Detective Pikachu: review

Photo credit: Warner Bros., Legendary Entertainment, Toho Co., Ltd.

* No spoilers*

The premise of Detective Pikachu is nothing Pokemon fans haven’t seen before. It borrows story elements from established Pokémon game storylines. However, the movie makes up for this familiarity through the novelty of 3D animated Pokémon and their ‘realistic’ rendering. The movie boasts excellent animation detail, and a fun story, delivering a fairly entertaining and wholesome experience for the viewer.

Right from the start, the movie wastes no time kicking off with a literal bang, introducing an intriguing mystery that slowly builds into something much larger, with several twists and turns that I never saw coming.

We follow Tim Goodman and an amnesiac pikachu working together to find Tim’s father, as well as discover the circumstances behind pikachu’s memory loss.

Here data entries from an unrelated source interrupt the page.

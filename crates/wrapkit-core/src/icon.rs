use std::future::Future;

use base64::Engine as _;

use crate::inference::{AiError, Inference};

/// Remote stand-in used when no image could be generated.
pub const PLACEHOLDER_ICON_URL: &str = "https://picsum.photos/512/512";
pub const PNG_SIGNATURE: [u8; 8] = [0x89, b'P', b'N', b'G', b'\r', b'\n', 0x1a, b'\n'];

/// Launcher icons are packaged as `.png`, so only real PNG data qualifies.
pub fn is_png(bytes: &[u8]) -> bool {
    bytes.len() > PNG_SIGNATURE.len() && bytes.starts_with(&PNG_SIGNATURE)
}

#[derive(Clone, Debug, PartialEq, Eq)]
pub struct GeneratedImage {
    pub bytes: Vec<u8>,
    pub mime_type: String,
}

#[derive(Clone, Debug, PartialEq, Eq)]
pub enum IconAsset {
    Embedded { bytes: Vec<u8>, mime_type: String },
    Placeholder { url: String },
}

impl IconAsset {
    pub fn placeholder() -> Self {
        IconAsset::Placeholder {
            url: PLACEHOLDER_ICON_URL.to_string(),
        }
    }

    /// PNG bytes the assembler can write as launcher icons, if any.
    pub fn embedded_image(&self) -> Option<&[u8]> {
        match self {
            IconAsset::Embedded { bytes, .. } if is_png(bytes) => Some(bytes.as_slice()),
            _ => None,
        }
    }

    /// `data:` URL for embedded images, the remote URL otherwise.
    pub fn reference(&self) -> String {
        match self {
            IconAsset::Embedded { bytes, mime_type } => format!(
                "data:{mime_type};base64,{}",
                base64::engine::general_purpose::STANDARD.encode(bytes)
            ),
            IconAsset::Placeholder { url } => url.clone(),
        }
    }
}

pub trait ImageBackend {
    fn generate_image(
        &self,
        prompt: &str,
    ) -> impl Future<Output = Result<GeneratedImage, AiError>> + Send;
}

pub struct IconClient<B> {
    backend: B,
}

impl<B: ImageBackend + Sync> IconClient<B> {
    pub fn new(backend: B) -> Self {
        Self { backend }
    }

    /// Fails closed to [`IconAsset::placeholder`].
    pub async fn generate(&self, app_name: &str, description: &str) -> Inference<IconAsset> {
        let result = if description.trim().is_empty() {
            Err(AiError::EmptyDescription)
        } else {
            self.backend
                .generate_image(&icon_prompt(app_name, description))
                .await
                .and_then(|image| {
                    if image.bytes.is_empty() {
                        Err(AiError::MissingImage)
                    } else if !is_png(&image.bytes) {
                        Err(AiError::UnsupportedImage(image.mime_type))
                    } else {
                        Ok(image)
                    }
                })
        };

        match result {
            Ok(image) => {
                tracing::info!(bytes = image.bytes.len(), mime = %image.mime_type, "icon generated");
                Inference::Inferred(IconAsset::Embedded {
                    bytes: image.bytes,
                    mime_type: image.mime_type,
                })
            }
            Err(cause) => {
                tracing::warn!(%cause, "icon generation failed; using placeholder");
                Inference::Defaulted {
                    value: IconAsset::placeholder(),
                    cause,
                }
            }
        }
    }
}

pub fn icon_prompt(app_name: &str, description: &str) -> String {
    format!(
        r#"Design a modern, minimalist, vector-style app icon for an Android application named "{app_name}".
Description of the app: {description}.
The icon should be suitable for a mobile launcher (rounded square or adaptive shape).
High contrast, professional color palette. Flat design.
"#
    )
}

#[cfg(test)]
mod tests {
    use super::*;

    struct FakeImages(Result<GeneratedImage, AiError>);

    impl ImageBackend for FakeImages {
        async fn generate_image(&self, _prompt: &str) -> Result<GeneratedImage, AiError> {
            self.0.clone()
        }
    }

    fn png() -> GeneratedImage {
        let mut bytes = PNG_SIGNATURE.to_vec();
        bytes.extend_from_slice(b"IHDR");
        GeneratedImage {
            bytes,
            mime_type: "image/png".into(),
        }
    }

    #[tokio::test]
    async fn failure_yields_non_empty_placeholder() {
        let client = IconClient::new(FakeImages(Err(AiError::Transport("timeout".into()))));
        let outcome = client.generate("Demo", "a todo list").await;
        assert!(outcome.is_defaulted());
        assert!(!outcome.value().reference().is_empty());
        assert_eq!(outcome.value(), &IconAsset::placeholder());
        assert!(outcome.value().embedded_image().is_none());
    }

    #[tokio::test]
    async fn empty_payload_counts_as_failure() {
        let client = IconClient::new(FakeImages(Ok(GeneratedImage {
            bytes: vec![],
            mime_type: "image/png".into(),
        })));
        let outcome = client.generate("Demo", "weather").await;
        assert_eq!(outcome.cause(), Some(&AiError::MissingImage));
    }

    #[tokio::test]
    async fn empty_description_is_not_sent() {
        let client = IconClient::new(FakeImages(Ok(png())));
        let outcome = client.generate("Demo", "  ").await;
        assert_eq!(outcome.cause(), Some(&AiError::EmptyDescription));
    }

    #[tokio::test]
    async fn success_embeds_image() {
        let client = IconClient::new(FakeImages(Ok(png())));
        let outcome = client.generate("Demo", "a camera app").await;
        assert!(!outcome.is_defaulted());
        assert_eq!(outcome.value().embedded_image(), Some(&png().bytes[..]));
    }

    #[tokio::test]
    async fn non_png_payload_counts_as_failure() {
        let client = IconClient::new(FakeImages(Ok(GeneratedImage {
            bytes: vec![0xff, 0xd8, 0xff, 0xe0, 0, 0x10, b'J', b'F', b'I', b'F'],
            mime_type: "image/jpeg".into(),
        })));
        let outcome = client.generate("Demo", "weather").await;
        assert_eq!(
            outcome.cause(),
            Some(&AiError::UnsupportedImage("image/jpeg".into()))
        );
        assert_eq!(outcome.value(), &IconAsset::placeholder());
    }

    #[test]
    fn only_png_bytes_are_embeddable() {
        let jpeg = IconAsset::Embedded {
            bytes: vec![0xff, 0xd8, 0xff, 0xe0, 1, 2, 3, 4, 5],
            mime_type: "image/png".into(),
        };
        assert!(jpeg.embedded_image().is_none());
        let bare_signature = IconAsset::Embedded {
            bytes: PNG_SIGNATURE.to_vec(),
            mime_type: "image/png".into(),
        };
        assert!(bare_signature.embedded_image().is_none());
        assert!(IconAsset::placeholder().embedded_image().is_none());
    }

    #[test]
    fn embedded_reference_is_a_data_url() {
        let png = png();
        let icon = IconAsset::Embedded {
            bytes: png.bytes,
            mime_type: png.mime_type,
        };
        assert!(icon.reference().starts_with("data:image/png;base64,iVBORw0KGgo"));
    }
}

This quest leads to various obstacles and challenges, beginning with both partners having to get used to a talking pikachu — an unprecedented occurrence in the Pokémon universe. Moving forward, the quest for Tim’s father eventually uncovers a devious scheme that threatens both humans and pokémon peacefully coexisting in the apparent utopia of Ryme City.

The overall tone and feel of the movie is a feel-good one, and it doesn’t tread into much darker, complex themes. The protagonists get discouraged and disillusioned along the way, but they pick themselves up rather quickly. While I like the light-hearted tone, I find the stakes lacking however, and not once did I believe that the main characters wouldn’t survive or win in the end.

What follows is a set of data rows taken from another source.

use std::path::{Path, PathBuf};

use wrapkit_core::icon::is_png;
use wrapkit_core::{GeminiClient, IconAsset, IconClient, Inference, ProjectConfig};

use crate::cli::{human_log, json_print, CliError, IconArgs, JsonOk};
use crate::config::Config;
use crate::input::STDIN_MARKER;

pub async fn icon(
    config: &Config,
    json: bool,
    verbose: bool,
    args: IconArgs,
) -> Result<(), CliError> {
    let project = ProjectConfig::default()
        .with_app_name(&args.name)
        .with_description(&args.description);
    if project.description().is_empty() {
        return Err(CliError::user("describe the app before generating an icon"));
    }
    let out = args
        .out
        .unwrap_or_else(|| PathBuf::from(format!("{}_icon.png", project.folder_name())));

    let client = GeminiClient::new(config.gemini.clone())
        .map_err(|e| CliError::operational(format!("build gemini client: {e}")))?;
    human_log(verbose, format!("generating icon for {}", project.app_name()));
    let icon = IconClient::new(client)
        .generate(project.app_name(), project.description())
        .await;

    let written = match icon.value().embedded_image() {
        Some(bytes) => {
            write_new_file(&out, bytes)?;
            Some(out)
        }
        None => None,
    };

    if json {
        json_print(&JsonOk {
            ok: true,
            data: serde_json::json!({
                "path": written,
                "reference": reference_summary(icon.value()),
                "defaulted": icon.is_defaulted(),
                "cause": icon.cause().map(|c| c.to_string()),
            }),
        });
    } else {
        print_icon(&icon);
        if let Some(path) = &written {
            eprintln!("  wrote {}", path.to_string_lossy());
        }
    }
    Ok(())
}

pub fn print_icon(icon: &Inference<IconAsset>) {
    match icon.cause() {
        Some(cause) => eprintln!("ok: icon defaulted ({cause})"),
        None => eprintln!("ok: icon generated"),
    }
    eprintln!("  icon: {}", reference_summary(icon.value()));
}

/// Embedded images are summarized; the full data URL is only useful to a browser.
pub fn reference_summary(icon: &IconAsset) -> String {
    match icon {
        IconAsset::Embedded { bytes, mime_type } => format!("{mime_type}, {} bytes", bytes.len()),
        IconAsset::Placeholder { .. } => icon.reference(),
    }
}

/// Loads a local PNG for `build --icon`. Launcher icons are packaged as
/// `ic_launcher.png`, so other formats are refused up front.
pub fn load_icon_file(path: &Path) -> Result<IconAsset, CliError> {
    if path.as_os_str() == STDIN_MARKER {
        return Err(CliError::user("--icon must name an image file"));
    }
    let bytes = std::fs::read(path)
        .map_err(|e| CliError::user(format!("failed to read {}: {e}", path.display())))?;
    if !is_png(&bytes) {
        return Err(CliError::user(format!(
            "unsupported icon file: {} (expected a PNG image)",
            path.display()
        )));
    }
    Ok(IconAsset::Embedded {
        bytes,
        mime_type: "image/png".to_string(),
    })
}

/// Writes through a temp file in the destination directory and refuses to
/// replace an existing file.
pub fn write_new_file(dest: &Path, bytes: &[u8]) -> Result<(), CliError> {
    use std::io::Write;

    if dest.exists() {
        return Err(CliError::user(format!(
            "refusing to overwrite existing file: {}",
            dest.display()
        )));
    }
    let dir = match dest.parent() {
        Some(p) if !p.as_os_str().is_empty() => p,
        _ => Path::new("."),
    };
    if !dir.is_dir() {
        return Err(CliError::user(format!(
            "output directory does not exist: {}",
            dir.display()
        )));
    }
    let mut tmp = tempfile::NamedTempFile::new_in(dir)
        .map_err(|e| CliError::operational(format!("failed to create temp file: {e}")))?;
    tmp.write_all(bytes)
        .and_then(|_| tmp.flush())
        .map_err(|e| CliError::operational(format!("failed to write {}: {e}", dest.display())))?;
    tmp.persist_noclobber(dest).map_err(|e| {
        if e.error.kind() == std::io::ErrorKind::AlreadyExists {
            CliError::user(format!(
                "refusing to overwrite existing file: {}",
                dest.display()
            ))
        } else {
            CliError::operational(format!("failed to write {}: {}", dest.display(), e.error))
        }
    })?;
    Ok(())
}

The action is fun and exciting, with catchy, pulsating beats that compliment the easy to follow, yet fluid narrative. The visuals are definitely the most outstanding in terms of individual pokémon, they look incredibly realistic, right down to details of fur, and scales reminiscent of the actual animals in our world. Ryme City feels like a living, breathing world, with grimy film noir touches that we don’t get to see in the kid-friendly anime series. 

Ryme City, a play of light and dark. Photo credit: Warner Bros., Legendary Entertainment, Toho Co., Ltd.

Another highlight for me is the witty dialogue and the amusing interactions between Tim and Pikachu. I really love the dynamic between the two as they warily accept each other despite their differences. The duo bounce off each other really well and I found myself chuckling several times at their antics. Tim’s inner conflict is also interesting, torn between truly accepting his father’s death, yet clinging to the hope that he is still alive. All through, he harbours grief and regret for constantly rejecting his father’s invitation to move in with him in the city. This highlights the movie’s overarching theme of hope and regret, and the importance of cherishing our loved ones.

It’s a fast paced movie, with scenes that cut out the fluff, fulfil their purpose and move on onto the next. While I feel that this method is a surefire way of keeping audiences interested, some transitions between scenes are rather jarring, while certain plot points and characters could have been better fleshed out.

Overall, other than the novelty of bringing pokémon to life, this movie doesn’t bring much new to the table. However, it offers a fast paced and entertaining mystery story with a satisfying ending, with sufficient emotional hooks, and life-lessons sprinkled in and shaken well enough to make the viewer care.